Throughout February, the AUP Fine Arts Gallery, located in the lobby of the Combes Student Life Center, is hosting Élodie Barthelémy, a French-Haitian visual and performance artist whose work explores intersections of identity and history. The exhibition pieces, which span the entire of Barthelémy’s work from across the last two decades, were selected in honor of Black History Month. This semester, she is also teaching an art class on water-based media at AUP.
The first part of the exhibition explores the ways in which France’s involvement in the slave trade is remembered in the country; Barthelémy combines the established aesthetic codes of the fine arts academy with the cruel and uncomfortable history of her chosen subject matter. “When you first look at the painting you may be charmed or interested,” she explains. “But as you read the text and look closer at the subjects, something shocks you and causes your emotion to grow.” The wording used in her artworks is that of historical slave advertisements – stark and straightforward in their language in a way that shocks the modern observer – which were posted on the walls of Saint-Domingue in the 1700s. “It’s so condensed that the cruelty of slavery is presented completely sans détour,” she explains.

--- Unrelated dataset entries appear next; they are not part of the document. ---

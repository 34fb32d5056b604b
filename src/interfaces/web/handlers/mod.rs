pub mod bulk;
pub mod health;
pub mod skills;
pub mod webhooks;
pub mod workflow;

use serde_json::Value;

use crate::skills::executors::Payload;

/// Reads a gateway request body. Blank means `{}`; anything but a JSON
/// object is refused with a human-readable reason.
pub(crate) fn parse_payload(body: &[u8]) -> Result<Payload, String> {
    if body.iter().all(u8::is_ascii_whitespace) {
        return Ok(Payload::new());
    }
    match serde_json::from_slice::<Value>(body) {
        Ok(Value::Object(map)) => Ok(map),
        Ok(_) => Err("Invalid JSON payload: expected a JSON object".to_string()),
        Err(e) => Err(format!("Invalid JSON payload: {}", e)),
    }
}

For Barthelémy, there is a tendency in France to believe that the atrocities of the slave trade were committed away from French soil, in the Caribbean. “My work is to place this reality in France,” she explains – something she achieves through her choice of subjects, such as the port of Nantes, which was a principal French slave-trading hub, and the Marquise de Vaudreuil. By bringing France’s involvement in the slave trade to the fore, she aims to reduce the distance between France, its history and the crimes committed in Saint-Domingue and beyond.

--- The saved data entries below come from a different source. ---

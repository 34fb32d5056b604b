//! Read-only query executors. They all clamp `limit`, build a conjunctive
//! domain from the recognised payload fields and return
//! `{<records>: [...], count, total_available}`.

use anyhow::Result;
use async_trait::async_trait;
use serde_json::{Map, Value, json};

use super::{MAX_QUERY_LIMIT, Payload, SkillExecutor, clamp_limit, flag, record_id, text};
use crate::core::error::ErrorCode;
use crate::core::store::Store;
use crate::core::store::query::Domain;
use crate::core::store::records::{
    CustomerRow, EmployeeRow, InvoiceRow, ProductRow, Projection, SaleOrderRow, UserRow,
};
use crate::skills::envelope::Envelope;

pub const INVOICE_MOVE_TYPES: [&str; 4] = ["out_invoice", "in_invoice", "out_refund", "in_refund"];

async fn page<T: Projection>(store: &Store, domain: &Domain, limit: i64, key: &str) -> Result<Value> {
    let rows: Vec<T> = store.search(domain, limit).await?;
    let total = store.search_count(T::SET, domain).await?;
    let mut data = Map::new();
    data.insert("count".to_string(), json!(rows.len()));
    data.insert(key.to_string(), serde_json::to_value(&rows)?);
    data.insert("total_available".to_string(), json!(total));
    Ok(Value::Object(data))
}

async fn run_query<T: Projection>(
    store: &Store,
    payload: &Payload,
    domain: Result<Domain>,
    key: &str,
    what: &str,
) -> Envelope {
    let limit = clamp_limit(payload, MAX_QUERY_LIMIT);
    let result = match domain {
        Ok(domain) => page::<T>(store, &domain, limit, key).await,
        Err(e) => Err(e),
    };
    match result {
        Ok(data) => Envelope::ok(data),
        Err(e) => Envelope::fail(
            ErrorCode::QueryError,
            format!("Failed to query {}: {}", what, e),
        ),
    }
}

/// Entities with an `active` column only show active rows unless asked.
fn active_filter(domain: Domain, payload: &Payload, column: &'static str) -> Domain {
    let active = flag(payload, "active").unwrap_or(true);
    domain.eq(column, active as i64)
}

fn sales_domain(payload: &Payload) -> Result<Domain> {
    let mut domain = Domain::new();
    if let Some(state) = text(payload, "state") {
        domain = domain.eq("o.state", state.to_string());
    }
    if let Some(partner) = record_id(payload, "partner_id")? {
        domain = domain.eq("o.partner_id", partner);
    }
    Ok(domain)
}

fn invoices_domain(payload: &Payload) -> Result<Domain> {
    let mut domain = match text(payload, "move_type") {
        Some(move_type) => Domain::new().eq("i.move_type", move_type.to_string()),
        None => Domain::new().any_of("i.move_type", &INVOICE_MOVE_TYPES),
    };
    if let Some(state) = text(payload, "state") {
        domain = domain.eq("i.state", state.to_string());
    }
    if let Some(partner) = record_id(payload, "partner_id")? {
        domain = domain.eq("i.partner_id", partner);
    }
    Ok(domain)
}

fn customers_domain(payload: &Payload) -> Result<Domain> {
    let mut domain = Domain::new().positive("p.customer_rank");
    if let Some(is_company) = flag(payload, "is_company") {
        domain = domain.eq("p.is_company", is_company as i64);
    }
    if let Some(country) = record_id(payload, "country_id")? {
        domain = domain.eq("p.country_id", country);
    }
    if let Some(term) = text(payload, "search") {
        domain = domain.ilike_any(&["p.name", "p.email"], term);
    }
    Ok(domain)
}

fn employees_domain(payload: &Payload) -> Result<Domain> {
    let mut domain = active_filter(Domain::new(), payload, "e.active");
    if let Some(department) = record_id(payload, "department_id")? {
        domain = domain.eq("e.department_id", department);
    }
    Ok(domain)
}

fn products_domain(payload: &Payload) -> Result<Domain> {
    let mut domain = active_filter(Domain::new(), payload, "pr.active");
    if let Some(sale_ok) = flag(payload, "sale_ok") {
        domain = domain.eq("pr.sale_ok", sale_ok as i64);
    }
    if let Some(term) = text(payload, "search") {
        domain = domain.ilike_any(&["pr.name", "pr.default_code"], term);
    }
    Ok(domain)
}

fn users_domain(payload: &Payload) -> Result<Domain> {
    Ok(active_filter(Domain::new(), payload, "u.active"))
}

pub struct SalesOrdersExecutor;

#[async_trait]
impl SkillExecutor for SalesOrdersExecutor {
    async fn execute(&self, store: &Store, payload: &Payload) -> Envelope {
        run_query::<SaleOrderRow>(store, payload, sales_domain(payload), "orders", "sales orders")
            .await
    }
}

pub struct InvoicesExecutor;

#[async_trait]
impl SkillExecutor for InvoicesExecutor {
    async fn execute(&self, store: &Store, payload: &Payload) -> Envelope {
        run_query::<InvoiceRow>(store, payload, invoices_domain(payload), "invoices", "invoices")
            .await
    }
}

pub struct CustomersExecutor;

#[async_trait]
impl SkillExecutor for CustomersExecutor {
    async fn execute(&self, store: &Store, payload: &Payload) -> Envelope {
        run_query::<CustomerRow>(
            store,
            payload,
            customers_domain(payload),
            "customers",
            "customers",
        )
        .await
    }
}

pub struct EmployeesExecutor;

#[async_trait]
impl SkillExecutor for EmployeesExecutor {
    async fn execute(&self, store: &Store, payload: &Payload) -> Envelope {
        run_query::<EmployeeRow>(
            store,
            payload,
            employees_domain(payload),
            "employees",
            "employees",
        )
        .await
    }
}

pub struct ProductsExecutor;

#[async_trait]
impl SkillExecutor for ProductsExecutor {
    async fn execute(&self, store: &Store, payload: &Payload) -> Envelope {
        run_query::<ProductRow>(store, payload, products_domain(payload), "products", "products")
            .await
    }
}

pub struct UsersExecutor;

#[async_trait]
impl SkillExecutor for UsersExecutor {
    async fn execute(&self, store: &Store, payload: &Payload) -> Envelope {
        run_query::<UserRow>(store, payload, users_domain(payload), "users", "users").await
    }
}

Barthelémy’s exhibition takes place in Black History Month. She believes art is a useful way to connect people with Black history through images, engaging directly with observers’ emotional responses. “You can use every possible way to explain the reality of slavery,” she says. “But art works so well partly because there are not a lot of images available of the reality of the period. We therefore need to create our own images to fill in that space.” She worked with historians in France and Haiti to ensure her work engaged with the historical record in a way that is meaningful and eye-opening. She also works with other creatives and academics as part of a collective of Haitian artists. “I don’t view myself as an individual artist at all,” she explains. “I am part of a community of which art is the DNA.”

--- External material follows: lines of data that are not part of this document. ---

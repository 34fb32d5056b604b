use anyhow::Result;
use std::sync::Arc;
use tokio::sync::Mutex;
use tracing::info;

use crate::core::config::GatewayConfig;
use crate::core::diagnostics::Diagnostics;
use crate::core::lifecycle::LifecycleManager;
use crate::core::store::Store;
use crate::core::terminal::{self, GuideSection, print_link, print_status, print_warn};
use crate::interfaces::web::{ApiServer, AppState};
use crate::logging;

pub async fn run_serve(config: GatewayConfig, api_host: String, api_port: u16) -> Result<()> {
    logging::init_tracing(&config.logging)?;

    let store = Store::open(config.database_path()).await?;
    let seeded = store.seed_default_skills().await?;
    if seeded > 0 {
        info!("Installed {} default skill(s)", seeded);
    }

    let signed = config.webhook_secret().is_some();
    let unsigned_ok = config.webhooks.allow_unsigned;
    let diagnostics = Diagnostics::default();
    let state = AppState::new(store, config, diagnostics);

    let server = Arc::new(Mutex::new(ApiServer::new(state, api_host.clone(), api_port)));
    let mut lifecycle = LifecycleManager::new();
    lifecycle.attach(server);
    lifecycle.start().await?;

    terminal::print_banner();
    print_link("API", &format!("http://{}:{}/api/health", api_host, api_port));
    print_status(
        "Webhooks",
        if signed {
            "HMAC signature required"
        } else if unsigned_ok {
            "unsigned callbacks accepted"
        } else {
            "rejected until a secret is configured"
        },
    );
    if !signed && unsigned_ok {
        print_warn("Unsigned webhooks are accepted. Set [webhooks] secret before exposing the gateway.");
    }
    GuideSection::new("Next steps")
        .command("openclaw-gateway token create <name>", "Issue a token for n8n")
        .command("Ctrl+C", "Stop the gateway")
        .print();
    println!();

    tokio::signal::ctrl_c().await?;
    info!("Shutdown requested");
    lifecycle.shutdown().await?;
    terminal::print_goodbye();
    Ok(())
}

The second part of the exhibition explores Elodie’s Haitian roots; her mother was a well-known storyteller of Haitian oral tradition, and Barthelémy spent time with her in Haiti witnessing her work. Further acrylic paintings depict the Haitian countryside, including the houselike tombs that adorn the landscape. In the lobby of the Quai d’Orsay Learning Commons, a sculpture installation explores the syncretism of Haitian Voodoo traditions and Catholicism. Syncretism means the blurring or amalgamating of disparate religious traditions into one. In the piece, Barthelemy evokes the black bowler hats of the Guedés, Voodoo spirits who act as intermediaries between humans and the world of death. “These ceremonies are full of life,” she explains. “The spirits love to eat and joke around. It’s an important time to be together and cry – but also to laugh.”
Bathelémy’s father was a French anthropologist dealing with Haitian history, and the final piece in the exhibition explores the workings of his mind, bringing an additional personal touch to the collection. Her work is available to view in the Fine Arts Gallery until the end of February.